* [Source records]
=== Section Start ===
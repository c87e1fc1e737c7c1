//! Version 3 header rule.
//!
//! ```text
//! SVvvFfTt
//! ```
//!
//! - `vv` version, 2 hex digits (mandatory, handled by the registry)
//! - `f`  format, 1 hex digit (omitted for `Format::None`)
//! - `t`  type, 1 hex digit (omitted for `ReturnType::Raw` or `Format::Php`)
//!
//! Examples: `SV03F1T1` (JSON, ArrObj), `SV03F2` (PHP), `SV03` (no format).

use super::{hex, HeaderCursor, HeaderFields, VersionRule};
use crate::common::{Format, ReturnType};
use crate::error::Result;

/// Format field tag.
pub const FORMAT_TAG: &str = "F";
/// Format field width.
pub const FORMAT_LEN: usize = 1;
/// Type field tag.
pub const TYPE_TAG: &str = "T";
/// Type field width.
pub const TYPE_LEN: usize = 1;

/// The version 3 header rule.
#[derive(Debug, Clone, Copy, Default)]
pub struct V3;

impl VersionRule for V3 {
    fn version(&self) -> u8 {
        3
    }

    fn build(&self, fields: &HeaderFields) -> String {
        let full = fields.full_header;
        let mut suffix = String::new();

        if full || fields.format != Format::None {
            suffix.push_str(FORMAT_TAG);
            suffix.push_str(&hex(fields.format.id(), FORMAT_LEN));

            if full || (fields.rtype != ReturnType::Raw && fields.format != Format::Php) {
                suffix.push_str(TYPE_TAG);
                suffix.push_str(&hex(fields.rtype.id(), TYPE_LEN));
            }
        }

        suffix
    }

    fn parse(&self, cursor: &mut HeaderCursor<'_>) -> Result<()> {
        if !cursor.literal(FORMAT_TAG) {
            // No format field means no serialization.
            cursor.settings().format = Format::None;
            return Ok(());
        }

        let format = cursor.read_hex(FORMAT_LEN, "format")?;
        cursor.settings().format = Format::try_from(format)?;

        if has_type_field(cursor) {
            cursor.literal(TYPE_TAG);
            let rtype = cursor.read_hex(TYPE_LEN, "type")?;
            cursor.settings().rtype = Some(ReturnType::try_from(rtype)?);
        }
        cursor.next(0);

        Ok(())
    }
}

/// A `T` only starts a type field when a hex digit follows; PHP payloads
/// such as `Tjs` (`N;`) sit right after the format field.
fn has_type_field(cursor: &HeaderCursor<'_>) -> bool {
    cursor
        .peek(TYPE_TAG.len() + TYPE_LEN)
        .and_then(|window| window.strip_prefix(TYPE_TAG))
        .is_some_and(|digits| digits.bytes().all(|b| b.is_ascii_hexdigit()))
}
=== Section End ===
* [Your task]
The data is to be given again in full, with every line exact.

* [Answer for the task]
repository c87e1fc1e737c7c1
//! Version 3 header rule.
//!
//! ```text
//! SVvvFfTt
//! ```
//!
//! - `vv` version, 2 hex digits (mandatory, handled by the registry)
//! - `f`  format, 1 hex digit (omitted for `Format::None`)
//! - `t`  type, 1 hex digit (omitted for `ReturnType::Raw` or `Format::Php`)
//!
//! Examples: `SV03F1T1` (JSON, ArrObj), `SV03F2` (PHP), `SV03` (no format).

use super::{hex, HeaderCursor, HeaderFields, VersionRule};
use crate::common::{Format, ReturnType};
use crate::error::Result;

/// Format field tag.
pub const FORMAT_TAG: &str = "F";
/// Format field width.
pub const FORMAT_LEN: usize = 1;
/// Type field tag.
pub const TYPE_TAG: &str = "T";
/// Type field width.
pub const TYPE_LEN: usize = 1;

/// The version 3 header rule.
#[derive(Debug, Clone, Copy, Default)]
pub struct V3;

impl VersionRule for V3 {
    fn version(&self) -> u8 {
        3
    }

    fn build(&self, fields: &HeaderFields) -> String {
        let full = fields.full_header;
        let mut suffix = String::new();

        if full || fields.format != Format::None {
            suffix.push_str(FORMAT_TAG);
            suffix.push_str(&hex(fields.format.id(), FORMAT_LEN));

            if full || (fields.rtype != ReturnType::Raw && fields.format != Format::Php) {
                suffix.push_str(TYPE_TAG);
                suffix.push_str(&hex(fields.rtype.id(), TYPE_LEN));
            }
        }

        suffix
    }

    fn parse(&self, cursor: &mut HeaderCursor<'_>) -> Result<()> {
        if !cursor.literal(FORMAT_TAG) {
            // No format field means no serialization.
            cursor.settings().format = Format::None;
            return Ok(());
        }

        let format = cursor.read_hex(FORMAT_LEN, "format")?;
        cursor.settings().format = Format::try_from(format)?;

        if has_type_field(cursor) {
            cursor.literal(TYPE_TAG);
            let rtype = cursor.read_hex(TYPE_LEN, "type")?;
            cursor.settings().rtype = Some(ReturnType::try_from(rtype)?);
        }
        cursor.next(0);

        Ok(())
    }
}

/// A `T` only starts a type field when a hex digit follows; PHP payloads
/// such as `Tjs` (`N;`) sit right after the format field.
fn has_type_field(cursor: &HeaderCursor<'_>) -> bool {
    cursor
        .peek(TYPE_TAG.len() + TYPE_LEN)
        .and_then(|window| window.strip_prefix(TYPE_TAG))
        .is_some_and(|digits| digits.bytes().all(|b| b.is_ascii_hexdigit()))
}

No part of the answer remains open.